11. The United States and Morganite, Inc. agree that the applicable sentencing guidelines fine range for Count One exceeds the fine contained in the recommended sentence set out in Paragraph 10 above. The United States and Morganite, Inc. further agree that the recommended fine is appropriate, pursuant to U.S.S.G. § 8C3.3(b), due to the inability of Morganite, Inc. to pay a fine greater than that recommended without substantially jeopardizing its continued viability.

12. Subject to the ongoing, full, and truthful cooperation of the defendants described in Paragraph 15 of this Plea Agreement, and before sentencing in the case, the United States will fully advise the Court and the Probation Office of the fact, manner, and extent of the defendants' cooperation and their commitment to prospective cooperation with the United States' investigation and prosecutions, all material facts relating to the defendants' involvement in the charged offenses, and all other conduct and facts relevant to sentencing.

13. The United States and the defendants understand that the Court retains complete discretion to accept or reject the recommended sentences provided for in Paragraph 10 of this Plea Agreement.

(a) If the Court does not accept the recommended sentences as to both defendants, the United States and the defendants agree that this Plea Agreement, except for Paragraph 13(b) below, shall be rendered void as to both defendants.

(b) If the Court does not accept the recommended sentences, the defendants will be free to withdraw their guilty pleas (Fed. R. Crim. P. 11(e)(4)). If either defendant withdraws its guilty plea, this Plea Agreement, the guilty pleas, and any statement made in the course of any proceedings under Fed. R. Crim. P. 11 regarding the guilty plea or this Plea Agreement or made in the course of plea discussions with an attorney for the government shall not be admissible against the defendants in any criminal or civil proceeding, except as otherwise provided in Fed. R. Crim. P. 11(e)(6).
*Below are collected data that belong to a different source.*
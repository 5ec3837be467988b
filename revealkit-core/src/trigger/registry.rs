use std::{collections::BTreeMap, fmt};

use crate::{
    animation::player::TransitionPlayer,
    foundation::core::ViewportMetrics,
    scene::stage::{NodeId, Stage},
    trigger::{
        actions::{TriggerEvent, TriggerMode},
        window::{ScrollRange, TriggerWindow, Zone},
    },
};

/// Handle returned by [`VisibilityTriggerRegistry::register`].
#[derive(
    Clone, Copy, Debug, PartialEq, Eq, PartialOrd, Ord, Hash, serde::Serialize, serde::Deserialize,
)]
pub struct TriggerHandle(u64);

/// Trigger state of a tracked element.
#[derive(Clone, Copy, Debug, PartialEq, Eq, serde::Serialize)]
pub enum ElementState {
    /// Not yet reached, or scrolled back out and settled.
    Hidden,
    /// Past `start`, entrance under way.
    Entering,
    /// Past `end`.
    Visible,
    /// Scrolled back above `start`; exit under way.
    Leaving,
}

/// Everything a handler may touch while reacting to a crossing.
pub struct TriggerCx<'a> {
    /// Stage holding the element.
    pub stage: &'a mut Stage,
    /// Player driving its transitions.
    pub player: &'a mut TransitionPlayer,
    /// The tracked element.
    pub node: NodeId,
    /// Stable key of the tracked element.
    pub key: &'a str,
    /// Metrics of this frame.
    pub metrics: ViewportMetrics,
    /// Window resolved against this frame's layout.
    pub range: ScrollRange,
    /// Frame time.
    pub now_ms: f64,
    /// Time since the previous registry update.
    pub dt_ms: f64,
}

/// Reaction to threshold crossings of one tracked element.
pub trait TriggerHandler {
    /// Called once per crossing, in crossing order.
    fn on_event(&mut self, cx: &mut TriggerCx<'_>, event: TriggerEvent);

    /// Called every update for elements registered in [`TriggerMode::Scrub`].
    fn on_scrub(&mut self, _cx: &mut TriggerCx<'_>, _progress: f64) {}

    /// Whether the exit started by the last crossing has finished.
    fn is_settled(&self, _player: &TransitionPlayer) -> bool {
        true
    }

    /// Release everything the handler started. Called exactly once, on unregister or when the
    /// element is found detached.
    fn dispose(&mut self, _stage: &mut Stage, _player: &mut TransitionPlayer) {}
}

/// Read-only view of a registration.
#[derive(Clone, Debug, serde::Serialize)]
pub struct TrackedElement {
    /// Registration handle.
    pub handle: TriggerHandle,
    /// Stable key.
    pub key: String,
    /// Observed node.
    pub node: NodeId,
    /// Activation window.
    pub window: TriggerWindow,
    /// Current state.
    pub state: ElementState,
    /// How many times `start` has been crossed forward.
    pub enter_count: u32,
}

struct Entry {
    key: String,
    node: NodeId,
    window: TriggerWindow,
    mode: TriggerMode,
    state: ElementState,
    zone: Option<Zone>,
    enter_count: u32,
    handler: Box<dyn TriggerHandler>,
}

impl fmt::Debug for Entry {
    fn fmt(&self, f: &mut fmt::Formatter<'_>) -> fmt::Result {
        f.debug_struct("Entry")
            .field("key", &self.key)
            .field("node", &self.node)
            .field("state", &self.state)
            .field("zone", &self.zone)
            .finish_non_exhaustive()
    }
}

/// Counters from one registry update.
#[derive(Clone, Copy, Debug, Default, PartialEq, Eq, serde::Serialize)]
pub struct TriggerReport {
    /// Crossings dispatched to handlers.
    pub events: usize,
    /// Registrations dropped because their node was detached.
    pub dropped: usize,
}

/// Crossings implied by moving from zone `prev` to zone `now`.
///
/// A first evaluation (`prev == None`) treats the element as coming from above the window, so
/// elements already inside the window at registration receive their Enter immediately.
fn crossings(prev: Option<Zone>, now: Zone) -> &'static [TriggerEvent] {
    use TriggerEvent::*;
    match (prev.unwrap_or(Zone::Before), now) {
        (Zone::Before, Zone::Active) => &[Enter],
        (Zone::Before, Zone::After) => &[Enter, Leave],
        (Zone::Active, Zone::After) => &[Leave],
        (Zone::After, Zone::Active) => &[EnterBack],
        (Zone::After, Zone::Before) => &[EnterBack, LeaveBack],
        (Zone::Active, Zone::Before) => &[LeaveBack],
        _ => &[],
    }
}

fn next_state(state: ElementState, event: TriggerEvent) -> ElementState {
    match event {
        TriggerEvent::Enter => ElementState::Entering,
        TriggerEvent::Leave | TriggerEvent::EnterBack => ElementState::Visible,
        TriggerEvent::LeaveBack if state == ElementState::Hidden => ElementState::Hidden,
        TriggerEvent::LeaveBack => ElementState::Leaving,
    }
}

/// Tracks observed elements and fires crossings of their activation windows.
///
/// The registry does no work per raw scroll event: the host calls [`update`] once per frame with
/// the coalesced metrics.
///
/// [`update`]: VisibilityTriggerRegistry::update
#[derive(Debug, Default)]
pub struct VisibilityTriggerRegistry {
    entries: BTreeMap<TriggerHandle, Entry>,
    next_handle: u64,
    metrics: Option<ViewportMetrics>,
    last_update_ms: Option<f64>,
}

impl VisibilityTriggerRegistry {
    /// Empty registry.
    pub fn new() -> Self {
        Self::default()
    }

    /// Observe `node`. The first evaluation happens on the next [`update`] or [`sync`].
    ///
    /// [`update`]: VisibilityTriggerRegistry::update
    /// [`sync`]: VisibilityTriggerRegistry::sync
    pub fn register(
        &mut self,
        key: impl Into<String>,
        node: NodeId,
        window: TriggerWindow,
        mode: TriggerMode,
        handler: Box<dyn TriggerHandler>,
    ) -> TriggerHandle {
        self.next_handle += 1;
        let handle = TriggerHandle(self.next_handle);
        let key = key.into();
        tracing::trace!(?handle, %key, ?node, "trigger registered");
        self.entries.insert(
            handle,
            Entry {
                key,
                node,
                window,
                mode,
                state: ElementState::Hidden,
                zone: None,
                enter_count: 0,
                handler,
            },
        );
        handle
    }

    /// Stop observing and let the handler release what it started. Unknown handles are ignored.
    pub fn unregister(
        &mut self,
        handle: TriggerHandle,
        stage: &mut Stage,
        player: &mut TransitionPlayer,
    ) -> bool {
        match self.entries.remove(&handle) {
            Some(mut entry) => {
                entry.handler.dispose(stage, player);
                true
            }
            None => false,
        }
    }

    /// Evaluate every registration against `metrics`. Call at most once per frame.
    pub fn update(
        &mut self,
        stage: &mut Stage,
        player: &mut TransitionPlayer,
        metrics: ViewportMetrics,
        now_ms: f64,
    ) -> TriggerReport {
        let dt_ms = match self.last_update_ms {
            Some(prev) => (now_ms - prev).max(0.0),
            None => 0.0,
        };
        self.metrics = Some(metrics);
        self.last_update_ms = Some(now_ms);
        self.evaluate(stage, player, metrics, now_ms, dt_ms)
    }

    /// Evaluate registrations against the metrics of the last update, without advancing time.
    ///
    /// Used right after binding so that elements already inside their window enter on mount.
    pub fn sync(&mut self, stage: &mut Stage, player: &mut TransitionPlayer) -> TriggerReport {
        let Some(metrics) = self.metrics else {
            return TriggerReport::default();
        };
        let now_ms = self.last_update_ms.unwrap_or(0.0);
        self.evaluate(stage, player, metrics, now_ms, 0.0)
    }

    fn evaluate(
        &mut self,
        stage: &mut Stage,
        player: &mut TransitionPlayer,
        metrics: ViewportMetrics,
        now_ms: f64,
        dt_ms: f64,
    ) -> TriggerReport {
        let mut report = TriggerReport::default();
        let mut detached = Vec::new();

        for (&handle, entry) in self.entries.iter_mut() {
            let Some(layout) = stage.get(entry.node).map(|n| n.layout) else {
                detached.push(handle);
                continue;
            };

            let range = entry.window.resolve(layout, metrics.height);
            let zone = range.zone(metrics.scroll_y);
            let events = crossings(entry.zone, zone);
            entry.zone = Some(zone);

            let mut cx = TriggerCx {
                stage: &mut *stage,
                player: &mut *player,
                node: entry.node,
                key: &entry.key,
                metrics,
                range,
                now_ms,
                dt_ms,
            };

            for &event in events {
                entry.state = next_state(entry.state, event);
                if event == TriggerEvent::Enter {
                    entry.enter_count += 1;
                }
                tracing::debug!(key = %entry.key, ?event, state = ?entry.state, "trigger crossing");
                entry.handler.on_event(&mut cx, event);
                report.events += 1;
            }

            if let TriggerMode::Scrub { .. } = entry.mode {
                entry
                    .handler
                    .on_scrub(&mut cx, range.progress(metrics.scroll_y));
            }

            if entry.state == ElementState::Leaving
                && zone == Zone::Before
                && entry.handler.is_settled(cx.player)
            {
                entry.state = ElementState::Hidden;
            }
        }

        for handle in detached {
            if let Some(mut entry) = self.entries.remove(&handle) {
                tracing::warn!(key = %entry.key, node = ?entry.node, "dropping trigger of detached node");
                entry.handler.dispose(stage, player);
                report.dropped += 1;
            }
        }

        report
    }

    /// Current state of a registration.
    pub fn state(&self, handle: TriggerHandle) -> Option<ElementState> {
        self.entries.get(&handle).map(|e| e.state)
    }

    /// Read-only view of a registration.
    pub fn tracked(&self, handle: TriggerHandle) -> Option<TrackedElement> {
        self.entries.get(&handle).map(|e| TrackedElement {
            handle,
            key: e.key.clone(),
            node: e.node,
            window: e.window,
            state: e.state,
            enter_count: e.enter_count,
        })
    }

    /// All registrations, in registration order.
    pub fn iter(&self) -> impl Iterator<Item = TrackedElement> + '_ {
        self.entries.keys().filter_map(|h| self.tracked(*h))
    }

    /// Whether `handle` is registered.
    pub fn contains(&self, handle: TriggerHandle) -> bool {
        self.entries.contains_key(&handle)
    }

    /// Number of registrations.
    pub fn len(&self) -> usize {
        self.entries.len()
    }

    /// Whether nothing is registered.
    pub fn is_empty(&self) -> bool {
        self.entries.is_empty()
    }
}

#[cfg(test)]
#[path = "../../tests/unit/trigger/registry.rs"]
mod tests;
In addition, the defendants agree that, if they withdraw their guilty pleas pursuant to this subparagraph of the Plea Agreement, the statute of limitations period for any offense referred to in Paragraph 17 of this Plea Agreement will be tolled for the period between the date of the signing of the Plea Agreement and the date the defendants withdrew their guilty pleas or for a period of sixty (60) days after the date of the signing of the Plea Agreement, whichever period is greater.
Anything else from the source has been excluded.